Stored dataset items
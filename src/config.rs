use serde::Deserialize;

use crate::sim::{ExperimentMode, SimParams};

#[derive(Debug, Deserialize)]
#[serde(default)]
pub struct Config {
    pub experiment: String,
    pub physics: PhysicsConfig,
    pub display: DisplayConfig,
    pub particles: usize,
}

#[derive(Debug, Deserialize)]
#[serde(default)]
pub struct PhysicsConfig {
    pub flow_speed: f64,
    pub viscosity: f64,
    pub density: f64,
    pub diameter: f64,
    pub trail_fade: f64,
}

#[derive(Debug, Deserialize)]
#[serde(default)]
pub struct DisplayConfig {
    pub width: usize,
    pub height: usize,
    pub target_fps: usize,
}

impl Default for Config {
    fn default() -> Self {
        Self {
            experiment: "uniform".to_string(),
            physics: PhysicsConfig::default(),
            display: DisplayConfig::default(),
            particles: 800,
        }
    }
}

impl Default for PhysicsConfig {
    fn default() -> Self {
        Self {
            flow_speed: 1.0,
            viscosity: 0.001,
            density: 1000.0,
            diameter: 0.2,
            trail_fade: 0.5,
        }
    }
}

impl Default for DisplayConfig {
    fn default() -> Self {
        Self {
            width: 800,
            // Status bar rides below the 800x560 display area.
            height: 572,
            target_fps: 60,
        }
    }
}

impl Config {
    /// Build the startup parameter snapshot. Out-of-range config values are
    /// clamped into the UI ranges rather than rejected.
    pub fn initial_params(&self) -> SimParams {
        let mut params = SimParams {
            mode: ExperimentMode::from_name(&self.experiment),
            flow_speed: self.physics.flow_speed,
            viscosity: self.physics.viscosity,
            density: self.physics.density,
            diameter: self.physics.diameter,
            particle_count: self.particles,
            trail_fade: self.physics.trail_fade,
            ..SimParams::default()
        };
        params.clamp_to_ranges();
        params
    }
}

pub fn load() -> Config {
    let path = std::path::Path::new("flowlab.yaml");
    if path.exists() {
        match std::fs::read_to_string(path) {
            Ok(contents) => match serde_yaml::from_str(&contents) {
                Ok(cfg) => cfg,
                Err(e) => {
                    log::warn!("failed to parse flowlab.yaml: {e}; using defaults");
                    Config::default()
                }
            },
            Err(e) => {
                log::warn!("failed to read flowlab.yaml: {e}; using defaults");
                Config::default()
            }
        }
    } else {
        Config::default()
    }
}

#[cfg(test)]
mod tests {
    use super::*;

    #[test]
    fn test_default_values() {
        let cfg = Config::default();
        assert_eq!(cfg.experiment, "uniform");
        assert_eq!(cfg.physics.flow_speed, 1.0);
        assert_eq!(cfg.physics.viscosity, 0.001);
        assert_eq!(cfg.physics.density, 1000.0);
        assert_eq!(cfg.physics.diameter, 0.2);
        assert_eq!(cfg.display.width, 800);
        assert_eq!(cfg.display.height, 572);
        assert_eq!(cfg.display.target_fps, 60);
        assert_eq!(cfg.particles, 800);
    }

    #[test]
    fn test_partial_yaml() {
        let yaml = "experiment: cylinder\nphysics:\n  flow_speed: 0.8\nparticles: 1200\n";
        let cfg: Config = serde_yaml::from_str(yaml).unwrap();
        assert_eq!(cfg.experiment, "cylinder");
        assert_eq!(cfg.physics.flow_speed, 0.8);
        assert_eq!(cfg.physics.viscosity, 0.001); // default
        assert_eq!(cfg.particles, 1200);
        assert_eq!(cfg.display.width, 800); // default
    }

    #[test]
    fn test_full_yaml() {
        let yaml = r#"
experiment: venturi
physics:
  flow_speed: 1.5
  viscosity: 0.01
  density: 998.0
  diameter: 0.1
  trail_fade: 0.7
display:
  width: 1024
  height: 640
  target_fps: 30
particles: 600
"#;
        let cfg: Config = serde_yaml::from_str(yaml).unwrap();
        assert_eq!(cfg.experiment, "venturi");
        assert_eq!(cfg.physics.flow_speed, 1.5);
        assert_eq!(cfg.physics.viscosity, 0.01);
        assert_eq!(cfg.physics.density, 998.0);
        assert_eq!(cfg.physics.diameter, 0.1);
        assert_eq!(cfg.physics.trail_fade, 0.7);
        assert_eq!(cfg.display.width, 1024);
        assert_eq!(cfg.display.height, 640);
        assert_eq!(cfg.display.target_fps, 30);
        assert_eq!(cfg.particles, 600);
    }

    #[test]
    fn test_initial_params_mode_and_clamping() {
        let yaml = "experiment: pipe\nphysics:\n  flow_speed: 99.0\n";
        let cfg: Config = serde_yaml::from_str(yaml).unwrap();
        let params = cfg.initial_params();
        assert_eq!(params.mode, ExperimentMode::PipeProfile);
        assert_eq!(params.flow_speed, 6.0, "Config values beyond the UI range are clamped");
    }

    #[test]
    fn test_load_missing_file() {
        let cfg = load();
        assert_eq!(cfg.particles, 800);
    }
}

Directions: From the records above, transcribe exactly the run of lines that opens with the line holding "assert_eq!(cfg.display.target_fps, 60);" and closes with the line holding "assert_eq!(cfg.physics.flow_speed, 0.8);", both included.

Finished exercise:
        assert_eq!(cfg.display.target_fps, 60);
        assert_eq!(cfg.particles, 800);
    }

    #[test]
    fn test_partial_yaml() {
        let yaml = "experiment: cylinder\nphysics:\n  flow_speed: 0.8\nparticles: 1200\n";
        let cfg: Config = serde_yaml::from_str(yaml).unwrap();
        assert_eq!(cfg.experiment, "cylinder");
        assert_eq!(cfg.physics.flow_speed, 0.8);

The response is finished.